Une nuit Maureen, la soixantaine, revenue à Cork auprès de son fils Jimmy après quarante ans d'exil solitaire et forcé pour procréation hors-mariage,  tue un inconnu qui s'est introduit chez elle en le frappant violemment à la tête. L’arme du crime : une Sainte Caillasse, bibelot hideux représentant une Vierge à l’enfant sur un rocher.  Un meurtre impuni dont nul n'entendra parler mais  lourd de conséquence pour les différents personnages en marge de la société qui habitent le roman.
Le fils tout d'abord : grandi dans le quartier le plus dangereux de la ville, il s'est  rapidement transformé en petit caïd se taillant une place dans le milieu de la drogue, du proxénétisme  et des trafics en tout genre. « En culottes courtes, il était le roi de sa rue ; en T-shirt Iron Maiden il était revendeur en chef de tout le bassin versant. Il avait vendu des clopes, de la dope et des canettes de blonde, puis de l’héroïne, des femmes et des munitions. »
Tony, prolétaire veuf et père de famille nombreuse, alcoolique au dernier degré, ami d'enfance de Jimmy, incapable de lui refuser l'exécution de basse besogne.
Ryan, quinze ans, est le fils aîné de Tony qui avec beaucoup d'amour le dérouille dès qu'il est saoul. L'orphelin inconsolable joue les petits dealers à ses heures pour prendre son indépendance. Au début du roman, il vient de rencontrer la belle Karine, étudiante lasse de cette classe aisée à laquelle ses parents appartiennent. Avec elle il partagera un amour pur et passionné jusqu’à ce que la réalité les rattrape dans les toutes dernières pages.
Tara, ex-prostituée restée vaguement maquerelle qui habite la cabane jouxtant le terrain de Tony, est une langue de vipère hargneuse qui se repaît des malheurs des autres et y contribue volontiers.
Georgie, dont l'homme tué par Maureen était l'amoureux, est une professionnelle du sexe passée du bordel à la rue. Droguée jusqu'à la moelle et cliente de Ryan elle intégrera momentanément une secte catholique pour se refaire jusqu'à ce qu'une grossesse la fasse tomber plus bas encore.

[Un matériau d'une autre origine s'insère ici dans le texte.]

use axum::{
    Json,
    extract::{Path, State},
    http::StatusCode,
};
use serde_json::json;
use tracing::instrument;

use crate::middleware::auth::AuthUser;
use crate::state::AppState;
use crate::utils::errors::AppError;
use crate::validator::ValidatedJson;

use super::model::{CreateEnrollmentDto, Enrollment};
use super::service::EnrollmentService;

#[instrument(skip(state, dto))]
pub async fn create_enrollment(
    State(state): State<AppState>,
    _auth_user: AuthUser,
    ValidatedJson(dto): ValidatedJson<CreateEnrollmentDto>,
) -> Result<(StatusCode, Json<Enrollment>), AppError> {
    let enrollment = EnrollmentService::create_enrollment(&state.db, dto).await?;
    Ok((StatusCode::CREATED, Json(enrollment)))
}

#[instrument(skip(state))]
pub async fn get_enrollments(
    State(state): State<AppState>,
    _auth_user: AuthUser,
) -> Result<Json<Vec<Enrollment>>, AppError> {
    let enrollments = EnrollmentService::list_enrollments(&state.db).await?;
    Ok(Json(enrollments))
}

#[instrument(skip(state))]
pub async fn get_enrollment(
    State(state): State<AppState>,
    _auth_user: AuthUser,
    Path(id): Path<i32>,
) -> Result<Json<Enrollment>, AppError> {
    let enrollment = EnrollmentService::get_enrollment_by_id(&state.db, id)
        .await?
        .ok_or_else(|| AppError::not_found(anyhow::anyhow!("Enrollment not found")))?;

    Ok(Json(enrollment))
}

#[instrument(skip(state))]
pub async fn delete_enrollment(
    State(state): State<AppState>,
    Path(id): Path<i32>,
) -> Result<Json<serde_json::Value>, AppError> {
    let affected = EnrollmentService::delete_enrollment(&state.db, id).await?;
    if affected == 0 {
        return Err(AppError::not_found(anyhow::anyhow!("Enrollment not found")));
    }

    Ok(Json(json!({"message": "Enrollment deleted successfully"})))
}
use sqlx::PgPool;

use crate::utils::errors::AppError;

pub mod auth;
pub mod courses;
pub mod enrollments;
pub mod professors;
pub mod students;
pub mod users;

/// Bootstrap every table this service owns. Each step is idempotent, so
/// this is safe to run on every start.
pub async fn ensure_schema(db: &PgPool) -> Result<(), AppError> {
    users::service::UserService::ensure_schema(db).await?;
    students::service::StudentService::ensure_schema(db).await?;
    professors::service::ProfessorService::ensure_schema(db).await?;
    courses::service::CourseService::ensure_schema(db).await?;
    enrollments::service::EnrollmentService::ensure_schema(db).await?;

    Ok(())
}
use std::collections::HashMap;

use axum::{
    Json,
    extract::{Path, Query, State},
    http::StatusCode,
};
use serde_json::json;
use tracing::instrument;

use crate::middleware::auth::AuthUser;
use crate::state::AppState;
use crate::utils::errors::AppError;
use crate::validator::ValidatedJson;

use super::model::{CreateStudentDto, Student, UpdateStudentDto};
use super::service::StudentService;

#[instrument(skip(state, dto))]
pub async fn create_student(
    State(state): State<AppState>,
    _auth_user: AuthUser,
    ValidatedJson(dto): ValidatedJson<CreateStudentDto>,
) -> Result<(StatusCode, Json<Student>), AppError> {
    let student = StudentService::create_student(&state.db, dto).await?;
    Ok((StatusCode::CREATED, Json(student)))
}

/// List students, optionally filtered. Each query-string pair is an
/// independent field search; results are unioned and id-ordered. No
/// filters means the full listing.
#[instrument(skip(state))]
pub async fn get_students(
    State(state): State<AppState>,
    _auth_user: AuthUser,
    Query(filters): Query<HashMap<String, String>>,
) -> Result<Json<Vec<Student>>, AppError> {
    let students = StudentService::search_students(&state.db, &filters).await?;
    Ok(Json(students))
}

#[instrument(skip(state))]
pub async fn get_student(
    State(state): State<AppState>,
    _auth_user: AuthUser,
    Path(id): Path<i32>,
) -> Result<Json<Student>, AppError> {
    let student = StudentService::get_student_by_id(&state.db, id)
        .await?
        .ok_or_else(|| AppError::not_found(anyhow::anyhow!("Student not found")))?;

    Ok(Json(student))
}

#[instrument(skip(state, dto))]
pub async fn update_student(
    State(state): State<AppState>,
    _auth_user: AuthUser,
    Path(id): Path<i32>,
    ValidatedJson(dto): ValidatedJson<UpdateStudentDto>,
) -> Result<Json<Student>, AppError> {
    let affected = StudentService::update_student(&state.db, id, dto).await?;
    if affected == 0 {
        return Err(AppError::not_found(anyhow::anyhow!("Student not found")));
    }

    let student = StudentService::get_student_by_id(&state.db, id)
        .await?
        .ok_or_else(|| AppError::not_found(anyhow::anyhow!("Student not found")))?;

    Ok(Json(student))
}

#[instrument(skip(state))]
pub async fn delete_student(
    State(state): State<AppState>,
    Path(id): Path<i32>,
) -> Result<Json<serde_json::Value>, AppError> {
    let affected = StudentService::delete_student(&state.db, id).await?;
    if affected == 0 {
        return Err(AppError::not_found(anyhow::anyhow!("Student not found")));
    }

    Ok(Json(json!({"message": "Student deleted successfully"})))
}
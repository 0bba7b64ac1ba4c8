//! Whitelisted field search for the students table.
//!
//! An externally supplied field name never reaches a query in identifier
//! position: it is resolved to a [`SearchField`] variant first, and each
//! variant owns a fixed column plus the comparison and coercion rules for
//! its values. A name outside the whitelist or a value that does not parse
//! is rejected before any SQL is built.

use chrono::NaiveDate;

use crate::utils::errors::AppError;

/// The closed set of searchable fields.
#[derive(Debug, Clone, Copy, PartialEq, Eq)]
pub enum SearchField {
    Id,
    Name,
    Age,
    Email,
    BirthDate,
}

/// How a field matches its value.
#[derive(Debug, Clone, Copy, PartialEq, Eq)]
pub enum Comparison {
    Exact,
    Substring,
}

/// A field paired with a value already coerced to the field's type.
#[derive(Debug, Clone, PartialEq, Eq)]
pub enum SearchTerm {
    Id(i32),
    Name(String),
    Age(i32),
    Email(String),
    BirthDate(NaiveDate),
}

impl SearchField {
    /// Resolve an untrusted field name against the whitelist. The name is
    /// trimmed and case-folded before matching; anything else is rejected.
    pub fn resolve(name: &str) -> Result<Self, AppError> {
        match name.trim().to_lowercase().as_str() {
            "id" => Ok(Self::Id),
            "name" => Ok(Self::Name),
            "age" => Ok(Self::Age),
            "email" => Ok(Self::Email),
            "birth_date" => Ok(Self::BirthDate),
            _ => Err(AppError::bad_request(anyhow::anyhow!(
                "Unsupported search field: {}",
                name.trim()
            ))),
        }
    }

    /// The column this field reads. Only these identifiers can appear in a
    /// search statement.
    pub fn column(self) -> &'static str {
        match self {
            Self::Id => "id",
            Self::Name => "name",
            Self::Age => "age",
            Self::Email => "email",
            Self::BirthDate => "birth_date",
        }
    }

    pub fn comparison(self) -> Comparison {
        match self {
            Self::Name => Comparison::Substring,
            _ => Comparison::Exact,
        }
    }

    /// Coerce a raw value to this field's type. A rejected value never
    /// reaches a query.
    pub fn coerce(self, value: &str) -> Result<SearchTerm, AppError> {
        match self {
            Self::Id => value
                .trim()
                .parse()
                .map(SearchTerm::Id)
                .map_err(|_| invalid_value(self, value)),
            Self::Age => value
                .trim()
                .parse()
                .map(SearchTerm::Age)
                .map_err(|_| invalid_value(self, value)),
            Self::BirthDate => value
                .trim()
                .parse()
                .map(SearchTerm::BirthDate)
                .map_err(|_| invalid_value(self, value)),
            Self::Name => Ok(SearchTerm::Name(value.to_string())),
            Self::Email => Ok(SearchTerm::Email(value.to_string())),
        }
    }
}

fn invalid_value(field: SearchField, value: &str) -> AppError {
    AppError::bad_request(anyhow::anyhow!(
        "Invalid value {:?} for field {}",
        value,
        field.column()
    ))
}

#[cfg(test)]
mod tests {
    use axum::http::StatusCode;

    use super::*;

    #[test]
    fn test_resolve_known_fields() {
        assert_eq!(SearchField::resolve("id").unwrap(), SearchField::Id);
        assert_eq!(SearchField::resolve("name").unwrap(), SearchField::Name);
        assert_eq!(SearchField::resolve("age").unwrap(), SearchField::Age);
        assert_eq!(SearchField::resolve("email").unwrap(), SearchField::Email);
        assert_eq!(
            SearchField::resolve("birth_date").unwrap(),
            SearchField::BirthDate
        );
    }

    #[test]
    fn test_resolve_is_case_insensitive_and_trims() {
        assert_eq!(SearchField::resolve("  Email ").unwrap(), SearchField::Email);
        assert_eq!(
            SearchField::resolve("BIRTH_DATE").unwrap(),
            SearchField::BirthDate
        );
    }

    #[test]
    fn test_resolve_rejects_unknown_names() {
        for name in ["nome", "idade", "Name;DROP TABLE students", "", "id = 1"] {
            let err = SearchField::resolve(name).unwrap_err();
            assert_eq!(err.status, StatusCode::BAD_REQUEST);
        }
    }

    #[test]
    fn test_only_name_is_substring() {
        assert_eq!(SearchField::Name.comparison(), Comparison::Substring);
        for field in [
            SearchField::Id,
            SearchField::Age,
            SearchField::Email,
            SearchField::BirthDate,
        ] {
            assert_eq!(field.comparison(), Comparison::Exact);
        }
    }

    #[test]
    fn test_coerce_integers() {
        assert_eq!(SearchField::Id.coerce("7").unwrap(), SearchTerm::Id(7));
        assert_eq!(SearchField::Age.coerce(" 20 ").unwrap(), SearchTerm::Age(20));

        let err = SearchField::Age.coerce("twenty").unwrap_err();
        assert_eq!(err.status, StatusCode::BAD_REQUEST);
    }

    #[test]
    fn test_coerce_dates() {
        assert_eq!(
            SearchField::BirthDate.coerce("2005-01-10").unwrap(),
            SearchTerm::BirthDate(NaiveDate::from_ymd_opt(2005, 1, 10).unwrap())
        );

        assert!(SearchField::BirthDate.coerce("10/01/2005").is_err());
        assert!(SearchField::BirthDate.coerce("2005-13-40").is_err());
    }

    #[test]
    fn test_coerce_strings_pass_through() {
        assert_eq!(
            SearchField::Name.coerce("Ana").unwrap(),
            SearchTerm::Name("Ana".to_string())
        );
        assert_eq!(
            SearchField::Email.coerce("ana@ex.com").unwrap(),
            SearchTerm::Email("ana@ex.com".to_string())
        );
    }
}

Au-dessus de tous, plus forte encore que la misère, il y a l’Église, sa morale, ses lois et son éducation qui mène la danse.  Maureen qui a un compte conséquent à régler avec elle, expliquera ainsi à la naïve Georgie prise un temps sous son aile : « L’Église veut exercer un pouvoir sur tout, sur tous les vivants. L’église a un idéal et, pour l’atteindre, elle broiera tout sur son passage. L’église a besoin de ses dévots aveugles. Votre mère, la mienne, ces gens en train de gonfler l’ego du Père Fiddler, là-bas dedans, ils ne demandent que ça. On leur a attribué une catégorie, ils s’y cramponnent. L’église crée ses pécheurs pour avoir quelque chose à sauver. »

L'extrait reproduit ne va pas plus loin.